General Information
The Frontier Room is located in the stylish Belltown neighborhood of downtown Seattle and serves up authentic Southern barbecue, fresh seafood and Northwest specialties including vegetarian choices. Indoor and patio dining with a full bar featuring Northwest microbrews, wines and specialty cocktails are showcased in an upscale and lively setting.
The Frontier Room
2203 First Avenue
(First Avenue and Blanchard in Belltown)
Seattle, Washington 98121
(206) 956-RIBS (7427)
Fax: (206) 956-9455
Food types:
Southern style barbecue with Northwest,
seafood and vegetarian
Bar, Take-Out and Dine-In:
Inside Seating: 120
Patio Seating: 20
Private Function Capacity: 225
Walk-In Seating and Reservations
Hours:
Lunch: 11:30-4:30 Tuesday-Friday
Dinner: 4:30-11:00 Tuesday-Thursday
4:30-Midnight Friday & Saturday
Bar: Open until 2:00 am Tuesday-Saturday
Available Sunday and Monday for private parties
All major credit cards accepted: Visa, Master Card, American Express, Diners Club and Discover.
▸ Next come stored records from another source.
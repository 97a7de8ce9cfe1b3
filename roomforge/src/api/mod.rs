//! Wire types of the backend HTTP API.

pub mod v1;
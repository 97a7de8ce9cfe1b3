//! Version 1 of the backend API.
//!
//! Request and response bodies for project creation, processing-status
//! queries, phone uploads and the furniture catalog. Field names follow
//! the backend exactly; nothing here performs I/O.

pub mod furniture;
pub mod phone_upload;
pub mod project;

use std::fmt;

use serde::{Deserialize, Serialize};

/// Error body the backend attaches to non-2xx responses.
#[derive(Debug, Clone, Serialize, Deserialize)]
pub struct ErrorResponse {
    /// Human-readable reason, surfaced to the user verbatim.
    pub detail: String,
}

impl fmt::Display for ErrorResponse {
    fn fmt(&self, f: &mut fmt::Formatter<'_>) -> fmt::Result {
        f.write_str(&self.detail)
    }
}
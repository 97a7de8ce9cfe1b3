//! The phone side of a handoff: submitting photos against a scanned
//! session link.
//!
//! A session is single-shot. Once a submission succeeds the token is
//! consumed and the submitter refuses further file selection; a failed
//! submission keeps the photos so the same session can be retried.

use std::mem;
use std::path::PathBuf;

use anyhow::Result;

use roomforge::api::v1::phone_upload::validate_photo_count;
use roomforge::error::RoomforgeError;
use roomforge::handoff::HandoffLink;
use roomforge::session::SessionToken;

use crate::api::Backend;

/// Where a phone-side submission stands.
#[derive(Debug, Clone, PartialEq)]
pub enum RemotePhase {
    /// Waiting for the user to pick photos.
    Idle,

    /// Photos picked, not yet sent.
    FilesSelected(Vec<PathBuf>),

    /// A submission is in flight.
    Submitting,

    /// The session is consumed; no further submissions.
    Success,

    /// The last submission failed; the photos are retained for a retry.
    Failure {
        message: String,
        photos: Vec<PathBuf>,
    },
}

/// Drives one phone-upload session from the uploading device.
#[derive(Debug)]
pub struct RemoteSubmitter {
    token: SessionToken,
    phase: RemotePhase,
}

impl RemoteSubmitter {
    /// Builds a submitter from a scanned handoff URL.
    ///
    /// An invalid link is a terminal precondition: there is no session to
    /// submit against, so the caller should show an error and stop.
    pub fn from_link(url: &str) -> Result<Self, RoomforgeError> {
        let token = HandoffLink::token_from_url(url)?;
        Ok(Self::from_token(token))
    }

    pub fn from_token(token: SessionToken) -> Self {
        Self {
            token,
            phase: RemotePhase::Idle,
        }
    }

    pub fn token(&self) -> &SessionToken {
        &self.token
    }

    pub fn phase(&self) -> &RemotePhase {
        &self.phase
    }

    /// Picks the photos to submit. Rejects out-of-range counts without
    /// touching the current selection, and refuses any selection once the
    /// session has been consumed.
    pub fn select_files(&mut self, photos: Vec<PathBuf>) -> Result<(), RoomforgeError> {
        if self.phase == RemotePhase::Success {
            return Err(RoomforgeError::SessionConsumed(
                self.token.as_str().to_owned(),
            ));
        }
        validate_photo_count(photos.len())?;
        self.phase = RemotePhase::FilesSelected(photos);
        Ok(())
    }

    /// Sends the selected photos against the session token.
    pub async fn submit<B: Backend>(&mut self, backend: &B) -> Result<()> {
        let photos = match mem::replace(&mut self.phase, RemotePhase::Submitting) {
            RemotePhase::FilesSelected(photos) => photos,
            RemotePhase::Failure { photos, .. } => photos,
            other => {
                self.phase = other;
                anyhow::bail!("no photos selected for this session");
            }
        };

        match backend
            .submit_phone_photos(self.token.clone(), photos.clone())
            .await
        {
            Ok(_) => {
                self.phase = RemotePhase::Success;
                Ok(())
            }
            Err(err) => {
                self.phase = RemotePhase::Failure {
                    message: format!("{err:#}"),
                    photos,
                };
                Err(err)
            }
        }
    }
}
Parking: 3 pay lots within a one block radius, on street metered.
Management
Managing Partner: Robert Eickhof
Bar Manager: David Thayer
Floor Manager: Richard Hill
Kitchen Manager and Chef: Aaron Benson
The Scoop
It was the place where forlorn pensioners rubbed elbows with the dot-com nouveau riche and late-night clubbies. All got their fill of cheap drinks from bartenders who went light on conversation and heavy on the sauce. Funky, campy and gritty, The Frontier Room leaves a legacy that Seattleites recall over nearly 50 years. As a tavern and a refuge for cheap eats, the tales people tell are both infamous and beloved. The Frontier Room has changed hands but remains a rare breed, serving affordable Southern style barbecue in a speakeasy environment.
The Food
The Frontier Room serves up mouthwatering wood-smoked barbecue using an authentic Southern Pride Barbecue pit and woods of apple, hickory and cherry. Louisiana native Chef Paul Michael (formerly head chef at Queen City Grill) mans the kitchen and drew from his southern roots to create much of the menu. Pit specialties such as pulled pork sandwiches, Baby Back and St. Louis ribs and smoked organic chickens are cooked "low and slow." Careful to balance the menu, vegetarians will savor his specialty platters. Salmon and oysters are prepared on and off the barbecue as well as Gulf Rock Shrimp and Southern Style Catfish with Michael's cross-cultural fusions also finding a home on the menu. Side dishes of sweet potatoes, coleslaw and cornbread, and desserts such as seasonal fruit cobblers and Louisiana Bread Pudding fill the senses and the stomach.
The Environment
Casual, communal and raw. Architect George Suyama says it's about contrasting the archeology of the space with new pieces that heighten the texture of the place. A mahogany-trimmed bar with a raw steel surface takes on a slate quality; another cross-section of curved cedar log with a live edge sits on steel fins and adjoins the bar. A huge section of wainscoting discovered behind a wall in the dining room remains in place. Shreds of the Frontier Room's former checkered linoleum flooring randomly appear in patches aside old rustic poured flooring. A giant fir communal table seats 24. Brick walls and windows were re-exposed in the bathrooms, masked for years by false walls. Scott Fife's 4 by 10-foot, three dimensional art installation of a bull pops out on the wall with some eye-popping anatomy. Rawhide lampshades stitched with dark leather strips scream Wild West. A tongue-in-cheek metal, electric fireplace warms the back room, flanked by itŐs "woodpile." All the decor lends a commentary on the concept of the frontier.
The Seating
Know your neighbor. The Frontier Room is a 4,000-square foot eatery with a bar, sit-down restaurant and take-out area that seats 120 inside with an outdoor deck that seats an additional 20. Four recycled oak booths occupy one side of the restaurant charmed by an adjacent eating bar. The eating bar boasts old Frontier Room chairs which have been fastened to swivel posts. To the back is the bar.
The main dining room, dubbed The Frontier Room, sections off to comfortably hold 50 for private dining and boasts a communal table made from a single, giant wood slab that seats 24. Four round overstuffed booths in the room each accommodate seven. A handful of tables await for quick eating in the take-out area and views peek into the open kitchen and dining room. Succulent aromas escape itŐs separate doorway, creating an on-street buzz as people come in and out.